The stadium-images dataset in the database had 22 entries. Five pointed to Wikipedia Commons URLs that loaded fine. The other 17 pointed to https://themlspulse.com/images/styled/stadiums/*.png — local paths to files that were never created. Every team detail page and the stadiums list page showed broken image icons for these stadiums.
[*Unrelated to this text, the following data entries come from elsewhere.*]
use crate::error::{LispError, LispResult};
use crate::value::{Cell, CellId, Procedure};

/// A single heap slot.
struct Slot {
    cell: Cell,
    live: bool,
    mark: bool,
}

/// The cell heap. Every runtime value is allocated here and addressed by
/// `CellId`, an index into `slots`. Only `sweep` retires slots.
pub struct Heap {
    slots: Vec<Slot>,
    free_list: Vec<CellId>,
    capacity: usize,
    /// Number of allocations since last GC (for triggering).
    allocs_since_gc: usize,
    /// GC threshold: trigger GC when allocs_since_gc reaches this.
    gc_threshold: usize,
    /// Half the free room left by the last sweep. Caps the threshold so a
    /// collection runs before the reclaimable room is used up.
    headroom_limit: usize,
    collections: u64,
}

impl Heap {
    /// Create a heap holding at most `capacity` cells. Slots 0 and 1 are the
    /// `Nil` and `True` singletons and are never reclaimed.
    pub fn new(capacity: usize, gc_threshold: usize) -> Self {
        let mut slots = Vec::with_capacity(capacity.min(1024));
        for cell in [Cell::Nil, Cell::True] {
            slots.push(Slot {
                cell,
                live: true,
                mark: false,
            });
        }
        Heap {
            slots,
            free_list: Vec::new(),
            capacity: capacity.max(2),
            allocs_since_gc: 0,
            gc_threshold: gc_threshold.max(1),
            headroom_limit: (capacity / 2).max(1),
            collections: 0,
        }
    }

    /// Allocate a new cell. Returns Err(HeapExhausted) if capacity is exceeded.
    pub fn alloc(&mut self, cell: Cell) -> LispResult<CellId> {
        self.allocs_since_gc += 1;

        if let Some(id) = self.free_list.pop() {
            let slot = &mut self.slots[id.index()];
            slot.cell = cell;
            slot.live = true;
            slot.mark = false;
            return Ok(id);
        }

        if self.slots.len() >= self.capacity {
            return Err(LispError::HeapExhausted {
                capacity: self.capacity,
            });
        }

        let id = CellId(self.slots.len() as u32);
        self.slots.push(Slot {
            cell,
            live: true,
            mark: false,
        });
        Ok(id)
    }

    pub fn integer(&mut self, n: i64) -> LispResult<CellId> {
        self.alloc(Cell::Integer(n))
    }

    pub fn string(&mut self, s: impl Into<String>) -> LispResult<CellId> {
        self.alloc(Cell::Str(s.into()))
    }

    pub fn symbol(&mut self, name: impl Into<String>) -> LispResult<CellId> {
        self.alloc(Cell::Symbol(name.into()))
    }

    pub fn list(&mut self, items: Vec<CellId>) -> LispResult<CellId> {
        self.alloc(Cell::List(items))
    }

    pub fn procedure(&mut self, proc: Procedure) -> LispResult<CellId> {
        self.alloc(Cell::Procedure(proc))
    }

    #[inline]
    pub fn get(&self, id: CellId) -> &Cell {
        let slot = &self.slots[id.index()];
        debug_assert!(slot.live, "use of reclaimed cell {:?}", id);
        &slot.cell
    }

    #[inline]
    pub fn get_mut(&mut self, id: CellId) -> &mut Cell {
        let slot = &mut self.slots[id.index()];
        debug_assert!(slot.live, "use of reclaimed cell {:?}", id);
        &mut slot.cell
    }

    /// Elements of a `List` cell, or a type error naming `what`.
    pub fn list_items(&self, id: CellId, what: &str) -> LispResult<&[CellId]> {
        match self.get(id) {
            Cell::List(items) => Ok(items),
            other => Err(LispError::Type(format!(
                "{}: expected list, got {}",
                what,
                other.type_name()
            ))),
        }
    }

    // === List accessors ===

    pub fn first(&self, list: CellId) -> LispResult<CellId> {
        self.nth(list, 0)
    }

    pub fn nth(&self, list: CellId, k: usize) -> LispResult<CellId> {
        let items = self.list_items(list, "nth")?;
        items
            .get(k)
            .copied()
            .ok_or_else(|| LispError::index(k, items.len()))
    }

    /// A fresh list holding the elements from index `k` on. `k == len`
    /// yields an empty list; anything past that is an index error.
    pub fn rest_from(&mut self, list: CellId, k: usize) -> LispResult<CellId> {
        let items = self.list_items(list, "rest")?;
        if k > items.len() {
            return Err(LispError::index(k, items.len()));
        }
        let tail = items[k..].to_vec();
        self.list(tail)
    }

    /// Grow a list in place by one element.
    pub fn append(&mut self, list: CellId, element: CellId) -> LispResult<()> {
        match self.get_mut(list) {
            Cell::List(items) => {
                items.push(element);
                Ok(())
            }
            other => Err(LispError::Type(format!(
                "append: expected list, got {}",
                other.type_name()
            ))),
        }
    }

    /// Structural equality: same tag and payload, lists compared element-wise.
    /// Closures compare by identity. Nesting depth is unbounded; pairs still
    /// to compare are kept on a worklist.
    pub fn equal(&self, a: CellId, b: CellId) -> bool {
        let mut pending = vec![(a, b)];
        while let Some((a, b)) = pending.pop() {
            if a == b {
                continue;
            }
            let same = match (self.get(a), self.get(b)) {
                (Cell::Nil, Cell::Nil) | (Cell::True, Cell::True) => true,
                (Cell::Integer(x), Cell::Integer(y)) => x == y,
                (Cell::Str(x), Cell::Str(y)) | (Cell::Symbol(x), Cell::Symbol(y)) => x == y,
                (Cell::List(xs), Cell::List(ys)) if xs.len() == ys.len() => {
                    pending.extend(xs.iter().copied().zip(ys.iter().copied()));
                    true
                }
                (Cell::Primitive(p), Cell::Primitive(q)) => p.name == q.name,
                _ => false,
            };
            if !same {
                return false;
            }
        }
        true
    }

    // === Statistics ===

    /// Total slots ever handed out, including free-listed ones.
    pub fn total_slots(&self) -> usize {
        self.slots.len()
    }

    pub fn free_count(&self) -> usize {
        self.free_list.len()
    }

    /// Cells currently allocated, singletons included.
    pub fn live_count(&self) -> usize {
        self.slots.len() - self.free_list.len()
    }

    pub fn capacity(&self) -> usize {
        self.capacity
    }

    pub fn collections(&self) -> u64 {
        self.collections
    }

    /// Allocations allowed before the next collection.
    pub fn gc_threshold(&self) -> usize {
        self.gc_threshold.min(self.headroom_limit)
    }

    /// Returns true if we should trigger a GC cycle.
    pub fn should_gc(&self) -> bool {
        self.allocs_since_gc >= self.gc_threshold()
    }

    pub fn reset_gc_counter(&mut self) {
        self.allocs_since_gc = 0;
    }

    /// Adjust GC threshold based on occupancy and the room left after a sweep.
    pub fn adjust_gc_threshold(&mut self) {
        let live = self.live_count();
        let total = self.total_slots();
        if total > 0 {
            let occupancy = live as f64 / total as f64;
            if occupancy > 0.75 {
                // High occupancy: double the threshold to avoid thrashing
                self.gc_threshold = (self.gc_threshold * 2).min(self.capacity);
            }
        }
        self.headroom_limit = (self.capacity.saturating_sub(live) / 2).max(1);
    }

    // === GC methods ===

    pub fn clear_marks(&mut self) {
        for slot in &mut self.slots {
            slot.mark = false;
        }
    }

    pub fn is_marked(&self, id: CellId) -> bool {
        self.slots[id.index()].mark
    }

    /// Mark a cell as reachable and queue it for scanning.
    pub fn mark_value(&mut self, id: CellId, worklist: &mut Vec<CellId>) {
        let slot = &mut self.slots[id.index()];
        if !slot.mark {
            slot.mark = true;
            worklist.push(id);
        }
    }

    /// Process the mark worklist: lists mark their elements, procedures their
    /// parameters, body and captured environment. Everything else is a leaf.
    pub fn process_worklist(&mut self, worklist: &mut Vec<CellId>) {
        let mut children = Vec::new();
        while let Some(id) = worklist.pop() {
            match &self.slots[id.index()].cell {
                Cell::List(items) => children.extend_from_slice(items),
                Cell::Procedure(p) => children.extend([p.params, p.body, p.env]),
                Cell::Nil
                | Cell::True
                | Cell::Str(_)
                | Cell::Symbol(_)
                | Cell::Integer(_)
                | Cell::Primitive(_) => {}
            }
            for child in children.drain(..) {
                self.mark_value(child, worklist);
            }
        }
    }

    /// Reclaim every live, unmarked slot and return how many were freed.
    /// Marks are cleared for the next cycle.
    pub fn sweep(&mut self) -> usize {
        let mut reclaimed = 0;
        for i in 2..self.slots.len() {
            let slot = &mut self.slots[i];
            if slot.live && !slot.mark {
                // Drop the owned payload now rather than on reuse.
                slot.cell = Cell::Nil;
                slot.live = false;
                self.free_list.push(CellId(i as u32));
                reclaimed += 1;
            }
            slot.mark = false;
        }
        self.slots[0].mark = false;
        self.slots[1].mark = false;
        self.collections += 1;
        reclaimed
    }
}
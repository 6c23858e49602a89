use crate::error::LispResult;
use crate::heap::Heap;
use crate::stream::OutputStream;
use crate::value::{Cell, CellId};

/// Prefix written once per nesting level by the indented printer.
pub const INDENT: &str = "  ";

const MAX_PRINT_DEPTH: usize = 1000;

/// Print a value on one line.
pub fn print_val(val: CellId, heap: &Heap) -> String {
    let mut out = String::new();
    print_inner(val, heap, &mut out, 0);
    out
}

/// Print a value with one `INDENT` per level of `depth`. Lists made only of
/// atoms stay on one line; any other list puts each element on its own line,
/// one level deeper. The result reads back to the same value.
pub fn print_indented(val: CellId, heap: &Heap, depth: usize) -> String {
    let mut out = String::new();
    print_tree(val, heap, &mut out, depth);
    out
}

/// Write the indented rendering of `val` to a stream.
pub fn print(val: CellId, heap: &Heap, out: &mut OutputStream, depth: usize) -> LispResult<()> {
    out.put_str(&print_indented(val, heap, depth))
}

fn print_inner(val: CellId, heap: &Heap, out: &mut String, depth: usize) {
    if depth > MAX_PRINT_DEPTH {
        out.push_str("...");
        return;
    }

    match heap.get(val) {
        Cell::List(items) => {
            out.push('(');
            for (i, &item) in items.iter().enumerate() {
                if i > 0 {
                    out.push(' ');
                }
                print_inner(item, heap, out, depth + 1);
            }
            out.push(')');
        }
        cell => print_atom(cell, out),
    }
}

fn print_tree(val: CellId, heap: &Heap, out: &mut String, depth: usize) {
    for _ in 0..depth {
        out.push_str(INDENT);
    }
    let items = match heap.get(val) {
        Cell::List(items) if !is_flat(items, heap) => items,
        _ => {
            print_inner(val, heap, out, depth);
            return;
        }
    };
    if depth > MAX_PRINT_DEPTH {
        out.push_str("...");
        return;
    }
    out.push('(');
    for &item in items {
        out.push('\n');
        print_tree(item, heap, out, depth + 1);
    }
    out.push(')');
}

fn is_flat(items: &[CellId], heap: &Heap) -> bool {
    items
        .iter()
        .all(|&item| !matches!(heap.get(item), Cell::List(_)))
}

fn print_atom(cell: &Cell, out: &mut String) {
    match cell {
        Cell::Nil => out.push_str("nil"),
        Cell::True => out.push('t'),
        Cell::Integer(n) => out.push_str(&n.to_string()),
        Cell::Str(s) => {
            out.push('"');
            for ch in s.chars() {
                if ch == '"' || ch == '\\' {
                    out.push('\\');
                }
                out.push(ch);
            }
            out.push('"');
        }
        Cell::Symbol(name) => {
            for ch in name.chars() {
                if matches!(ch, '"' | '\\' | '(' | ')') {
                    out.push('\\');
                }
                out.push(ch);
            }
        }
        // Closures are never expanded: their environments can be large.
        Cell::Primitive(p) => {
            out.push_str("#<primitive ");
            out.push_str(&p.name);
            out.push('>');
        }
        Cell::Procedure(_) => out.push_str("#<procedure>"),
        Cell::List(_) => out.push_str("(...)"),
    }
}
The fix: sourced 960px-wide Wikipedia Commons images for all 17 stadiums (Allianz Field, Audi Field, Bank of America Stadium, BC Place, BMO Stadium, Chase Stadium, Dick's Sporting Goods Park, Dignity Health Sports Park, Gillette Stadium, Providence Park, Q2 Stadium, Saputo Stadium, Shell Energy Stadium, Snapdragon Stadium, Soldier Field, Subaru Park, TQL Stadium) and updated the database records directly. Verified each URL returned HTTP 200 before committing.

The Invisible Nav Bar

A user reported the site "looks really bad." Screenshots revealed the navigation bar was nearly invisible — light text on a light background. The root cause was a dark mode CSS bug: --color-primary-dark was mapped to #00253D (dark navy) in light mode but #8ECDF5 (light blue) in dark mode. Every element using this variable as a background with white text became unreadable in dark mode.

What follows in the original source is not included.